Published on June 29, 2017

Sharing photos, ordering groceries, online dating. It seems like there’s a mobile application for everything. With millions of different ways to integrate technology into everyday lives, it isn’t surprising that it is also being seen in the medical field.

Mark and Dayenne
The Minds Behind eHealth


Mark J. Schuuring and Dayenne Zwaagman have teamed up to reorganize health care with the integration of mobile health. Instead of sharing posts or navigating a map, this idea may save lives. Castor is excited to help fund their project and to be a part of this exciting new journey of cardiac research and care.


The Minds Behind eHealth

Meet Mark J. Schuuring. After receiving his Ph.D., Mark began his cardiology training in April 2015. With a passion for academic and clinical congenital heart disease research, he completed his medical school research internships in cardiology. Mark is also currently enrolled in a Health Informatics Masters program.

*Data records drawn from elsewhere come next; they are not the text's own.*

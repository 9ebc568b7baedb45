use std::ptr::NonNull;

use crate::owned::OwnedPtr;

/// A link to another node in the chain, if any.
pub(crate) type Link<T> = Option<NodePtr<T>>;

/// A copyable handle to a heap-allocated node.
///
/// `NodePtr` is deliberately `Copy`: the next-links, the tail and the cursor all refer to the
/// same nodes, and which link owns a node is a structural rule (the head link, transitively)
/// rather than something the type system tracks. [`OwnedPtr`] is the exclusive owner at the
/// moments a node enters or leaves the chain.
#[derive(Debug)]
pub(crate) struct NodePtr<T>(NonNull<Node<T>>);

impl<T> NodePtr<T> {
    /// Adopts a freshly constructed node, releasing it from its owner so that the chain's links
    /// take over.
    pub fn from_owned(node: OwnedPtr<Node<T>>) -> NodePtr<T> {
        NodePtr(node.release())
    }

    /// Reclaims the node, moving it off the heap and freeing its allocation. Any other `NodePtr`
    /// referring to this node must no longer be used.
    pub fn take_node(self) -> Node<T> {
        // SAFETY: take_node is only called on nodes being unlinked from the chain, at which
        // point this handle is the last one in use, making ownership safe to reclaim.
        unsafe { OwnedPtr::from_raw(self.0) }.into_inner()
    }

    pub fn value<'a>(&self) -> &'a T {
        // SAFETY: A NodePtr always refers to a node which is alive and reachable from its
        // list's head. The list restricts the unbounded lifetime to that of the borrow which
        // produced this handle.
        unsafe { &(*self.0.as_ptr()).value }
    }

    pub fn value_mut<'a>(&mut self) -> &'a mut T {
        // SAFETY: As for value, with exclusivity provided by the mutable list borrow.
        unsafe { &mut (*self.0.as_ptr()).value }
    }

    pub fn next<'a>(&self) -> &'a Link<T> {
        // SAFETY: As for value.
        unsafe { &(*self.0.as_ptr()).next }
    }

    #[allow(clippy::mut_from_ref)]
    pub fn next_mut<'a>(&self) -> &'a mut Link<T> {
        // SAFETY: As for value_mut. Links are only rewritten while the list is mutably
        // borrowed.
        unsafe { &mut (*self.0.as_ptr()).next }
    }
}

impl<T> Clone for NodePtr<T> {
    fn clone(&self) -> Self {
        *self
    }
}

impl<T> Copy for NodePtr<T> {}

impl<T> PartialEq for NodePtr<T> {
    fn eq(&self, other: &Self) -> bool {
        self.0 == other.0
    }
}

impl<T> Eq for NodePtr<T> {}

/// A node in the chain, holding one element and the link onwards.
pub(crate) struct Node<T> {
    pub value: T,
    pub next: Link<T>,
}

“The goal is to better connect patients and doctors through eHealth” — Mark J. Schuuring


Meet Dayenne Zwaagman. Born with a congenital heart defect, Dayenne is determined to help others just like her. The heart defect occurred due to one of the chambers in her heart not fully developing, resulting in only one chamber being able to pump blood. The oxygenated blood and the deoxygenated blood started to mix, causing less oxygen to reach her body. Dayenne’s interest in research grew over the years, allowing her to connect with Congenital Heart Disease (CHD) survivors through her own foundation: Heart4Research. She currently works in social services.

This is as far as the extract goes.